## ASSIGNMENT
Exact copies of all the entries below are expected in the answer.

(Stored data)
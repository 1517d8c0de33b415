use std::path::Path;
use crate::audio::decoder::SymphoniaDecoder;
use crate::audio::device::{CpalOutput, DeviceManager};
use crate::audio::{AudioBackend, AudioDecoder, AudioOutput};
use crate::config::EngineConfig;
use crate::error::{AudioError, DecodeError};

/// Production backend: symphonia for decoding, cpal for output
#[derive(Debug, Clone)]
pub struct SystemBackend {
    preferred_device: Option<String>,
    buffer_frames: usize,
}

impl SystemBackend {
    pub fn new(config: &EngineConfig) -> Self {
        Self {
            preferred_device: config.preferred_device.clone(),
            buffer_frames: config.block_frames.saturating_mul(config.buffer_blocks),
        }
    }
}

impl AudioBackend for SystemBackend {
    fn open_decoder(&self, path: &Path) -> Result<Box<dyn AudioDecoder>, DecodeError> {
        Ok(Box::new(SymphoniaDecoder::open(path)?))
    }

    fn open_output(&self, sample_rate: u32, channels: u16) -> Result<Box<dyn AudioOutput>, AudioError> {
        let device_manager = DeviceManager::new()?;
        let device = device_manager.select_device_with_fallback(self.preferred_device.as_deref())?;

        Ok(Box::new(CpalOutput::open(&device, sample_rate, channels, self.buffer_frames)?))
    }
}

## SOLVED EXERCISE
repository 1517d8c0de33b415
use std::path::Path;
use crate::audio::decoder::SymphoniaDecoder;
use crate::audio::device::{CpalOutput, DeviceManager};
use crate::audio::{AudioBackend, AudioDecoder, AudioOutput};
use crate::config::EngineConfig;
use crate::error::{AudioError, DecodeError};

/// Production backend: symphonia for decoding, cpal for output
#[derive(Debug, Clone)]
pub struct SystemBackend {
    preferred_device: Option<String>,
    buffer_frames: usize,
}

impl SystemBackend {
    pub fn new(config: &EngineConfig) -> Self {
        Self {
            preferred_device: config.preferred_device.clone(),
            buffer_frames: config.block_frames.saturating_mul(config.buffer_blocks),
        }
    }
}

impl AudioBackend for SystemBackend {
    fn open_decoder(&self, path: &Path) -> Result<Box<dyn AudioDecoder>, DecodeError> {
        Ok(Box::new(SymphoniaDecoder::open(path)?))
    }

    fn open_output(&self, sample_rate: u32, channels: u16) -> Result<Box<dyn AudioOutput>, AudioError> {
        let device_manager = DeviceManager::new()?;
        let device = device_manager.select_device_with_fallback(self.preferred_device.as_deref())?;

        Ok(Box::new(CpalOutput::open(&device, sample_rate, channels, self.buffer_frames)?))
    }
}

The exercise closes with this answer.